Compounding the production glut is an expectation of a mild winter as a result of an El Nino weather pattern, which is expected to limit heating oil demand. The spread between Brent and USA crude, at $1.95, narrowed to its lowest level since mid October.
The Organization of the Petroleum Exporting Countries, known as OPEC, failed to produce a consensus on production in a meeting on Tuesday, something which analysts say doesn’t bode well for the possibility of production cuts ahead of their December 4 meeting.

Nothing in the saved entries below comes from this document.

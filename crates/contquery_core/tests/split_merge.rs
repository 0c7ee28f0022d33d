//! Folding a stream into a view batch by batch must give the same answer as
//! running the view's query once over every row.
use contquery_core::arrays::datatype::DataType;
use contquery_core::arrays::field::{Field, Row};
use contquery_core::arrays::scalar::ScalarValue;
use contquery_core::engine::{Engine, ExecuteResult};
use contquery_core::execution::{ExecutionContext, MemoryTables, collect};
use contquery_core::planner::QueryPlanner;
use contquery_parser::statement::Statement;
use rand::{Rng, SeedableRng};
use rand_chacha::ChaCha8Rng;

const KEYS: &[&str] = &["a", "b", "c", "d"];

fn engine() -> Engine {
    let engine = Engine::new().unwrap();
    engine
        .create_stream(
            "events",
            [
                Field::new("k", DataType::Utf8),
                Field::new("x", DataType::Int64),
                Field::new("tag", DataType::Utf8),
            ],
        )
        .unwrap();
    engine
}

fn random_rows(rng: &mut ChaCha8Rng, n: usize) -> Vec<Row> {
    (0..n)
        .map(|_| {
            let k = KEYS[rng.random_range(0..KEYS.len())];
            // Key "d" only ever sees nulls.
            let x = if k == "d" || rng.random_bool(0.2) {
                ScalarValue::Null
            } else {
                ScalarValue::Int64(rng.random_range(-100..100))
            };
            let tag = ScalarValue::from(format!("t{}", rng.random_range(0..5)));
            vec![ScalarValue::from(k), x, tag]
        })
        .collect()
}

/// Run a query over all rows at once, bypassing any view.
fn run_once(engine: &Engine, sql: &str, rows: &[Row], now: i64) -> Vec<Row> {
    let select = match contquery_parser::parse(sql).unwrap().remove(0) {
        Statement::Query(select) => select,
        other => panic!("unexpected statement: {other:?}"),
    };
    let schema = engine.stream_schema("events").unwrap();
    let config = engine.config();
    let plan = QueryPlanner::new(engine.resolver(), &config)
        .plan_select(&select, &schema)
        .unwrap();

    let rows = rows
        .iter()
        .map(|row| {
            let mut row = row.clone();
            row.push(ScalarValue::Timestamp(now));
            row
        })
        .collect();
    let tables = MemoryTables::new().with_table("events", schema, rows);
    collect(&plan, &tables, &ExecutionContext::new(now)).unwrap()
}

fn sorted(mut rows: Vec<Row>) -> Vec<Row> {
    rows.sort();
    rows
}

#[test]
fn batched_matches_single_pass() {
    logutil::init_test();

    // (view query)
    let queries = [
        "SELECT k, count(*) AS n, count(x) AS nx, sum(x) AS s, min(x) AS lo, max(x) AS hi FROM events GROUP BY k",
        "SELECT k, avg(x) AS a FROM events GROUP BY k",
        "SELECT k, tag, sum(x) + 1 AS s1, count(*) * 2 AS n2 FROM events GROUP BY k, tag",
        "SELECT count(*) AS n, max(tag) AS t FROM events",
        "SELECT k, bool_or(x > 50) AS big FROM events GROUP BY k HAVING count(*) > 3",
        "SELECT k, tag, count(*) AS n, sum(x) AS s FROM events GROUP BY ROLLUP (k, tag)",
        "SELECT k, hll_cardinality(hll_agg(x)) AS u, hll_count_distinct(tag) AS t FROM events GROUP BY k",
        "SELECT k, first_values(3) WITHIN GROUP (ORDER BY x) AS lowest FROM events GROUP BY k",
        "SELECT k, bloom_contains(bloom_agg(x), 5) AS has5, freq(freq_agg(tag), 't1') AS t1, \
         topk_values(topk_agg(tag, 2)) AS top FROM events GROUP BY k",
    ];

    for seed in 0..4 {
        let mut rng = ChaCha8Rng::seed_from_u64(seed);
        let rows = random_rows(&mut rng, 200);

        for (idx, query) in queries.iter().enumerate() {
            let engine = engine();
            let name = format!("v{idx}");
            engine
                .execute(&format!("CREATE CONTINUOUS VIEW {name} AS {query}"), 0)
                .unwrap();

            let mut remaining = rows.as_slice();
            while !remaining.is_empty() {
                let n = rng.random_range(1..=remaining.len().min(40));
                let (batch, rest) = remaining.split_at(n);
                engine.insert("events", batch.to_vec(), 0).unwrap();
                remaining = rest;
            }

            let expected = sorted(run_once(&engine, query, &rows, 0));
            let got = sorted(engine.read_view(&name, 0).unwrap());
            assert_eq!(expected, got, "seed: {seed}, query: {query}");
        }
    }
}

#[test]
fn all_null_group_stays_null() {
    logutil::init_test();

    let engine = engine();
    engine
        .execute(
            "CREATE CONTINUOUS VIEW v AS SELECT k, count(x) AS n, sum(x) AS s, min(x) AS lo FROM events GROUP BY k",
            0,
        )
        .unwrap();

    let null_row = || vec![ScalarValue::from("d"), ScalarValue::Null, ScalarValue::from("t0")];
    engine.insert("events", vec![null_row(), null_row()], 0).unwrap();
    engine.insert("events", vec![null_row()], 0).unwrap();

    let expected = vec![vec![
        ScalarValue::from("d"),
        ScalarValue::Int64(0),
        ScalarValue::Null,
        ScalarValue::Null,
    ]];
    assert_eq!(expected, engine.read_view("v", 0).unwrap());
}

#[test]
fn querying_view_output() {
    logutil::init_test();

    let engine = engine();
    engine
        .execute(
            "CREATE CONTINUOUS VIEW v AS SELECT k, count(*) AS n FROM events GROUP BY k",
            0,
        )
        .unwrap();
    let mut rng = ChaCha8Rng::seed_from_u64(42);
    let rows = random_rows(&mut rng, 50);
    engine.insert("events", rows.clone(), 0).unwrap();

    let expected = sorted(run_once(
        &engine,
        "SELECT k, count(*) AS n FROM events GROUP BY k ORDER BY n DESC, k LIMIT 2",
        &rows,
        0,
    ));
    let got = match engine
        .execute("SELECT k, n FROM v ORDER BY n DESC, k LIMIT 2", 0)
        .unwrap()
        .remove(0)
    {
        ExecuteResult::Rows { rows, .. } => sorted(rows),
        other => panic!("unexpected result: {other:?}"),
    };
    assert_eq!(expected, got);
}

“The market is actively seeking storage solutions”, Jefferies said in a note, but with January 2017 prices around $6 a barrel above those for January 2016, the spread is too low to make floating storage attractive as freight costs still have to be included.
OPEC’s second-biggest producer, Iraq, has sold some crude grades for as little as $30 a barrel, trade sources said, acting as a further drag on futures.
Front-month U.S. crude futures initially rose towards US$42 per barrel but then dipped back to US$41,69 a barrel early yesterday down 5 cents from its last settlement.
December WTI expires on Friday, putting the market at further risk of testing August’s sub-$40 lows.
“The well supplied crude market, record high inventories in OECD and lack of a material threat to the oil facilities in the Middle East from the military escalation against IS in Syria are going to prevent geopolitical premiums building in oil prices in the aftermath of the Paris terrorist attacks”, BMI Research said.
According to analysts, the crude inventory is expected to rise by 1.9 million barrels during the In the week ended 13 November. As the oil prices have an impact on worldwide economy, some volatility for the currencies, especially for the CAD is anticipated.
Dragosits said another negative for oil was the repeated claim by Iran that it will put 500,000 barrels a day on the market as soon as sanctions are lifted, and another 500,000 six months later.
However, prices have been trading in a narrow range of $40-$42 per barrel over the last four days. “We believe the low oil price environment will lead to a decline in drilling activity in the coming weeks”.
Analyst Malcolm Graham Wood noted that despite terrorist action and geopolitical concerns. on oil “for the time being nothing has changed on fundamentals”.